The NFL announced yesterday that all players on the field during the singing of the national anthem would be forbidden to kneel, sit, or show any disrespect whatsoever. Teams that allow players to publicly protest racism and police brutality will be subject to fines. Players will be expected to confine their dissent to the locker room, concealing it from easily offended consumers of sports entertainment. GOP spokesperson Kayleigh McEnany summarized the new policy thusly during an appearance on Kennedy last night:

Players will respect our military, they will respect what our flag stands for and the unity of what our national anthem stands for, and if they don't want to respect it, they can take a hike and go to the locker room. Now everyone has to respect our military, including multimillion-dollar football players.

The new policy is undoubtedly crafted to appease not just some viewers but Trump, who has repeatedly attacked the NFL for failing to punish the defiant players. "I don't think people should be staying in locker rooms, but still, I think it's good," Trump said on Fox and Friends this morning. "You have to stand proudly for the national anthem, or you shouldn't be playing, you shouldn't be there, maybe you shouldn't be in the country." Vice President Mike Pence tweeted the news, adding a single remark: "#WINNING."

Sadly, the NFL's bowing to Trump's whims may indeed be a win of sorts for this administration. It will please the many conservatives who routinely complain that the campus left is hypersensitive but embrace the victim role when the shoe is on the other foot. Just take a look at the Twitter feed of Turning Points USA Director Charlie Kirk, a well-known critic of political correctness on campus.

Kirk's pinned tweet is video footage of him discussing campus culture with Sean Hannity, Eric Trump, and Donald Trump Jr. "College campuses have become a place where the administrators and the elites want everybody to look different but think the same," Kirk explains. "And it's all about conformity. If you have any point of dissension from the status quo of liberal orthodoxy, you will be punished." Just under the pinned tweet is Kirk's most recent tweet: "Stand for the national anthem!" Talk about conformity.

The NFL is of course a private entity, and requiring players to stand for the anthem isn't a First Amendment violation. But as National Review's David French points out in a terrific New York Times op-ed piece, Google, Mozilla, and Yale are all private too. Yet conservatives see nothing wrong with bemoaning these entities' internal crackdowns on speech. Indeed, concern that social media giants like Facebook and Twitter are censoring conservatives is now a major concern for the right. There was even a panel discussion about it at this year's Conservative Political Action Conference.
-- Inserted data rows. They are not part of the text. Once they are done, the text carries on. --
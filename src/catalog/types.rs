//! Catalog type definitions

use serde::{Deserialize, Serialize};
use std::path::Path;

use crate::errors::{AssessmentError, Result};

/// A single yes/no prompt with the gap it reveals when answered "no"
#[derive(Debug, Clone, PartialEq, Eq, Serialize, Deserialize)]
pub struct Question {
    /// Prompt shown to the user
    pub prompt: String,

    /// Missing capability surfaced as a recommendation on a "no" answer
    #[serde(default, skip_serializing_if = "Option::is_none")]
    pub gap: Option<String>,
}

impl Question {
    /// Create question with a gap description
    pub fn new(prompt: impl Into<String>, gap: impl Into<String>) -> Self {
        Self {
            prompt: prompt.into(),
            gap: Some(gap.into()),
        }
    }

    /// Create question that never produces a recommendation
    pub fn without_gap(prompt: impl Into<String>) -> Self {
        Self {
            prompt: prompt.into(),
            gap: None,
        }
    }
}

/// Named group of questions scored as one maturity dimension
#[derive(Debug, Clone, PartialEq, Eq, Serialize, Deserialize)]
pub struct Section {
    pub title: String,
    pub questions: Vec<Question>,
}

impl Section {
    pub fn new(title: impl Into<String>, questions: Vec<Question>) -> Self {
        Self {
            title: title.into(),
            questions,
        }
    }

    /// Number of questions in this section
    pub fn len(&self) -> usize {
        self.questions.len()
    }

    pub fn is_empty(&self) -> bool {
        self.questions.is_empty()
    }
}

/// On-disk catalog layout
#[derive(Debug, Deserialize)]
struct CatalogFile {
    #[serde(default)]
    sections: Vec<Section>,
}

/// Ordered, validated question catalog
///
/// Guarantees:
/// - at least one section
/// - every section has at least one question
#[derive(Debug, Clone, PartialEq, Eq, Serialize)]
pub struct Catalog {
    sections: Vec<Section>,
}

impl Catalog {
    /// Build catalog, rejecting empty catalogs and empty sections
    pub fn new(sections: Vec<Section>) -> Result<Self> {
        if sections.is_empty() {
            return Err(AssessmentError::EmptyCatalog);
        }

        if let Some(section) = sections.iter().find(|s| s.is_empty()) {
            return Err(AssessmentError::EmptySection {
                title: section.title.clone(),
            });
        }

        Ok(Self { sections })
    }

    /// Parse catalog from TOML text
    pub fn from_toml_str(contents: &str) -> Result<Self> {
        let file: CatalogFile = toml::from_str(contents)
            .map_err(|e| AssessmentError::CatalogError(format!("Failed to parse catalog: {}", e)))?;
        Self::new(file.sections)
    }

    /// Load catalog from a TOML file
    pub fn load_from_file(path: &Path) -> Result<Self> {
        let contents = std::fs::read_to_string(path).map_err(|e| {
            AssessmentError::CatalogError(format!("Failed to read {}: {}", path.display(), e))
        })?;

        let catalog = Self::from_toml_str(&contents)?;
        tracing::info!(
            path = %path.display(),
            sections = catalog.len(),
            questions = catalog.total_questions(),
            "loaded catalog"
        );
        Ok(catalog)
    }

    /// Number of sections
    pub fn len(&self) -> usize {
        self.sections.len()
    }

    /// Always false for a constructed catalog
    pub fn is_empty(&self) -> bool {
        self.sections.is_empty()
    }

    /// Get section by index
    pub fn section(&self, index: usize) -> Option<&Section> {
        self.sections.get(index)
    }

    /// Get question by (section, question) position
    pub fn question(&self, section: usize, question: usize) -> Option<&Question> {
        self.sections.get(section)?.questions.get(question)
    }

    /// Check if position addresses a question in this catalog
    pub fn contains(&self, section: usize, question: usize) -> bool {
        self.question(section, question).is_some()
    }

    /// Total number of questions across all sections
    pub fn total_questions(&self) -> usize {
        self.sections.iter().map(Section::len).sum()
    }

    /// Iterate sections in catalog order
    pub fn iter(&self) -> std::slice::Iter<'_, Section> {
        self.sections.iter()
    }

    /// All sections in catalog order
    pub fn sections(&self) -> &[Section] {
        &self.sections
    }
}

impl<'a> IntoIterator for &'a Catalog {
    type Item = &'a Section;
    type IntoIter = std::slice::Iter<'a, Section>;

    fn into_iter(self) -> Self::IntoIter {
        self.sections.iter()
    }
}
//! Section scores and overall tally

use std::collections::HashMap;

use crate::catalog::Catalog;
use crate::engine::types::{Answer, AnswerKey, SectionScore, Tally};

/// Rounded percentage `part / total`, half away from zero
///
/// Integer arithmetic keeps exact halves exact: 1/8 -> 13, 2/3 -> 67.
/// `total` must be non-zero; catalog sections are never empty.
pub fn percentage(part: usize, total: usize) -> u8 {
    debug_assert!(total > 0, "percentage of an empty section");
    debug_assert!(part <= total);
    ((200 * part + total) / (2 * total)) as u8
}

/// Score every section in catalog order
pub fn section_scores(catalog: &Catalog, answers: &HashMap<AnswerKey, Answer>) -> Vec<SectionScore> {
    catalog
        .iter()
        .enumerate()
        .map(|(s, section)| {
            let yes = (0..section.len())
                .filter(|&q| {
                    answers
                        .get(&AnswerKey::new(s, q))
                        .is_some_and(|a| a.is_yes())
                })
                .count();

            SectionScore {
                name: section.title.clone(),
                value: percentage(yes, section.len()),
            }
        })
        .collect()
}

/// Count recorded yes/no answers across all sections
pub fn overall_tally(catalog: &Catalog, answers: &HashMap<AnswerKey, Answer>) -> Tally {
    let yes = answers.values().filter(|a| a.is_yes()).count();
    let no = answers.values().filter(|a| a.is_no()).count();

    Tally {
        yes,
        no,
        unanswered: catalog.total_questions().saturating_sub(yes + no),
    }
}

#[cfg(test)]
mod tests {
    use super::*;
    use crate::catalog::{Question, Section};

    fn catalog() -> Catalog {
        Catalog::new(vec![
            Section::new(
                "Процессы",
                vec![
                    Question::new("1?", "g1"),
                    Question::new("2?", "g2"),
                    Question::new("3?", "g3"),
                ],
            ),
            Section::new("Риски", vec![Question::new("r?", "gr")]),
        ])
        .unwrap()
    }

    #[test]
    fn test_percentage_rounding() {
        assert_eq!(percentage(0, 3), 0);
        assert_eq!(percentage(2, 3), 67);
        assert_eq!(percentage(1, 3), 33);
        assert_eq!(percentage(1, 8), 13);
        assert_eq!(percentage(1, 2), 50);
        assert_eq!(percentage(7, 7), 100);
    }

    #[test]
    fn test_section_scores_two_of_three() {
        let mut answers = HashMap::new();
        answers.insert(AnswerKey::new(0, 0), Answer::Yes);
        answers.insert(AnswerKey::new(0, 1), Answer::No);
        answers.insert(AnswerKey::new(0, 2), Answer::Yes);

        let scores = section_scores(&catalog(), &answers);
        assert_eq!(scores[0].name, "Процессы");
        assert_eq!(scores[0].value, 67);
        assert_eq!(scores[1].value, 0);
    }

    #[test]
    fn test_tally_counts_only_recorded() {
        let mut answers = HashMap::new();
        answers.insert(AnswerKey::new(0, 0), Answer::Yes);
        answers.insert(AnswerKey::new(1, 0), Answer::No);

        let tally = overall_tally(&catalog(), &answers);
        assert_eq!(tally, Tally { yes: 1, no: 1, unanswered: 2 });
    }
}
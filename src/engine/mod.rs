//! Assessment engine
//!
//! Owns the answer set for one questionnaire run and exposes pure queries
//! over it: per-section scores, the overall yes/no tally and generated
//! recommendations. Derived values are recomputed on every call.
//!
//! Lifecycle: `Answering` -> `Submitted`. The transition is one-way; once
//! submitted, answers are frozen and every query returns the same result.

pub mod recommendations;
pub mod scoring;
pub mod types;

use std::collections::HashMap;
use std::sync::Arc;

use crate::catalog::Catalog;
use crate::errors::{AssessmentError, Result};

pub use recommendations::{format_recommendation, ALL_PRACTICES_PRESENT, GAP_MARKER};
pub use types::{Answer, AnswerKey, SectionScore, SessionPhase, Tally};

/// One user's questionnaire run
#[derive(Debug, Clone)]
pub struct AssessmentSession {
    catalog: Arc<Catalog>,
    answers: HashMap<AnswerKey, Answer>,
    phase: SessionPhase,
}

impl AssessmentSession {
    /// Create empty session over a catalog
    pub fn new(catalog: Arc<Catalog>) -> Self {
        Self {
            catalog,
            answers: HashMap::new(),
            phase: SessionPhase::Answering,
        }
    }

    /// Create empty session over the built-in catalog
    pub fn with_builtin() -> Self {
        Self::new(Catalog::builtin())
    }

    /// Record a yes/no answer (last write wins)
    pub fn record_answer(&mut self, section: usize, question: usize, value: bool) -> Result<()> {
        self.record(section, question, Answer::from(value))
    }

    /// Record a tri-state answer; `Unanswered` clears any previous entry
    pub fn record(&mut self, section: usize, question: usize, answer: Answer) -> Result<()> {
        if self.phase == SessionPhase::Submitted {
            tracing::warn!(section, question, "answer rejected: session already submitted");
            return Err(AssessmentError::AlreadySubmitted);
        }

        if !self.catalog.contains(section, question) {
            return Err(AssessmentError::OutOfRange { section, question });
        }

        let key = AnswerKey::new(section, question);
        match answer {
            Answer::Unanswered => {
                self.answers.remove(&key);
            }
            recorded => {
                self.answers.insert(key, recorded);
            }
        }

        tracing::debug!(section, question, answer = ?answer, "answer recorded");
        Ok(())
    }

    /// Freeze answers and move to the submitted phase
    ///
    /// Returns false if the session was already submitted.
    pub fn submit(&mut self) -> bool {
        if self.phase == SessionPhase::Submitted {
            return false;
        }

        self.phase = SessionPhase::Submitted;
        tracing::debug!(
            answered = self.answers.len(),
            total = self.catalog.total_questions(),
            "assessment submitted"
        );
        true
    }

    /// Per-section completion percentages in catalog order
    pub fn section_scores(&self) -> Vec<SectionScore> {
        scoring::section_scores(&self.catalog, &self.answers)
    }

    /// Yes/no counts over recorded answers
    pub fn overall_tally(&self) -> Tally {
        scoring::overall_tally(&self.catalog, &self.answers)
    }

    /// Recommendation lines for explicit "no" answers, or the fallback
    pub fn recommendations(&self) -> Vec<String> {
        recommendations::generate(&self.catalog, &self.answers)
    }

    /// Current answer for a position (`Unanswered` if none or out of range)
    pub fn answer(&self, section: usize, question: usize) -> Answer {
        self.answers
            .get(&AnswerKey::new(section, question))
            .copied()
            .unwrap_or_default()
    }

    /// Number of recorded answers
    pub fn answered_count(&self) -> usize {
        self.answers.len()
    }

    pub fn total_questions(&self) -> usize {
        self.catalog.total_questions()
    }

    /// Check if every catalog question has an answer
    pub fn is_complete(&self) -> bool {
        self.answered_count() == self.total_questions()
    }

    pub fn is_submitted(&self) -> bool {
        self.phase == SessionPhase::Submitted
    }

    pub fn phase(&self) -> SessionPhase {
        self.phase
    }

    pub fn catalog(&self) -> &Catalog {
        &self.catalog
    }

    /// Shared catalog handle, for starting a fresh session
    pub fn catalog_handle(&self) -> Arc<Catalog> {
        Arc::clone(&self.catalog)
    }
}

impl Default for AssessmentSession {
    fn default() -> Self {
        Self::with_builtin()
    }
}

#[cfg(test)]
mod tests {
    use super::*;

    #[test]
    fn test_new_session_is_empty() {
        let session = AssessmentSession::with_builtin();
        assert_eq!(session.answered_count(), 0);
        assert_eq!(session.phase(), SessionPhase::Answering);
        assert!(!session.is_complete());
    }

    #[test]
    fn test_record_and_overwrite() {
        let mut session = AssessmentSession::with_builtin();
        session.record_answer(0, 0, true).unwrap();
        assert_eq!(session.answer(0, 0), Answer::Yes);

        session.record_answer(0, 0, false).unwrap();
        assert_eq!(session.answer(0, 0), Answer::No);
        assert_eq!(session.answered_count(), 1);
    }

    #[test]
    fn test_record_unanswered_clears() {
        let mut session = AssessmentSession::with_builtin();
        session.record_answer(1, 2, false).unwrap();
        session.record(1, 2, Answer::Unanswered).unwrap();
        assert_eq!(session.answer(1, 2), Answer::Unanswered);
        assert_eq!(session.answered_count(), 0);
    }

    #[test]
    fn test_out_of_range_rejected() {
        let mut session = AssessmentSession::with_builtin();
        let err = session.record_answer(0, 6, true).unwrap_err();
        assert!(matches!(err, AssessmentError::OutOfRange { section: 0, question: 6 }));

        let err = session.record_answer(4, 0, true).unwrap_err();
        assert!(matches!(err, AssessmentError::OutOfRange { section: 4, question: 0 }));
        assert_eq!(session.answered_count(), 0);
    }

    #[test]
    fn test_submit_is_one_way() {
        let mut session = AssessmentSession::with_builtin();
        assert!(session.submit());
        assert!(session.is_submitted());
        assert!(!session.submit());
        assert!(session.is_submitted());
    }

    #[test]
    fn test_record_after_submit_rejected() {
        let mut session = AssessmentSession::with_builtin();
        session.record_answer(0, 0, true).unwrap();
        session.submit();

        let before = session.section_scores();
        let err = session.record_answer(0, 1, true).unwrap_err();
        assert!(matches!(err, AssessmentError::AlreadySubmitted));
        assert_eq!(session.section_scores(), before);
        assert_eq!(session.answer(0, 1), Answer::Unanswered);
    }

    #[test]
    fn test_empty_session_outputs() {
        let session = AssessmentSession::with_builtin();
        assert!(session.section_scores().iter().all(|s| s.value == 0));

        let tally = session.overall_tally();
        assert_eq!((tally.yes, tally.no), (0, 0));
        assert_eq!(tally.unanswered, 31);

        assert_eq!(session.recommendations(), vec![ALL_PRACTICES_PRESENT.to_string()]);
    }

    #[test]
    fn test_full_section_scores_100() {
        let mut session = AssessmentSession::with_builtin();
        for q in 0..6 {
            session.record_answer(0, q, true).unwrap();
        }
        assert_eq!(session.section_scores()[0].value, 100);
    }

    #[test]
    fn test_unanswered_not_recommended() {
        let mut session = AssessmentSession::with_builtin();
        session.record_answer(2, 3, false).unwrap();

        let recs = session.recommendations();
        assert_eq!(recs.len(), 1);
        assert_eq!(
            recs[0],
            "🔸 Не хватает: покрытия требований тестами. Это указывает на пробел в зрелости процесса (Квалификация команды тестирования)."
        );
    }

    #[test]
    fn test_is_complete() {
        let mut session = AssessmentSession::with_builtin();
        let positions: Vec<(usize, usize)> = session
            .catalog()
            .iter()
            .enumerate()
            .flat_map(|(s, section)| (0..section.len()).map(move |q| (s, q)))
            .collect();

        for (s, q) in positions {
            session.record_answer(s, q, true).unwrap();
        }
        assert!(session.is_complete());
        assert!(session.section_scores().iter().all(|s| s.value == 100));
    }
}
Middlebury College shouldn't sit idly by while students literally attack Charles Murray, and Twitter shouldn't scrub all non-leftist views from its platform. They shouldn't do those things because they have made commitments to the spirit of the First Amendment. They say free speech matters to them, and it is perfectly fair for conservatives to hold their feet to the fire when they fall short of those commitments.

But conservatives are being brazenly hypocritical when they celebrate the NFL's decision to muzzle its players. The NFL might not have made any commitment to free expression, but its players were engaged in one of the most civil and least disruptive forms of protest imaginable. Saying that simply kneeling for the national anthem is so offensive that it must be confined to the locker room or banned outright reflects the same hypersensitivity that plagues the social justice left.

Ironically, the best defense of the NFL's new protest ban is an argument most often put forward by leftists who defend disinvitations and shut-downs of offensive speakers on campus. I have frequently seen the following XKCD cartoon posted in response to such incidents:

Guys. The NFL ban on kneeling is absolutely awful and I hate it. It is anti free speech.
It is also 100% in line with the "showing you the door" attitude on free speech you've been pushing the last several years.
Please think hard about that. pic.twitter.com/M8tr47xTnK

— PoliMath (@politicalmath) May 24, 2018

The government was partly involved in the NFL case, since Trump's displeasure was a motivating factor. But there's little doubt the league was also trying to appease some viewers who were uncomfortable with the players' protests. This is what comes from defending a safe-space mentality: more safe spaces, and not just on the campus quad but in football stadiums as well.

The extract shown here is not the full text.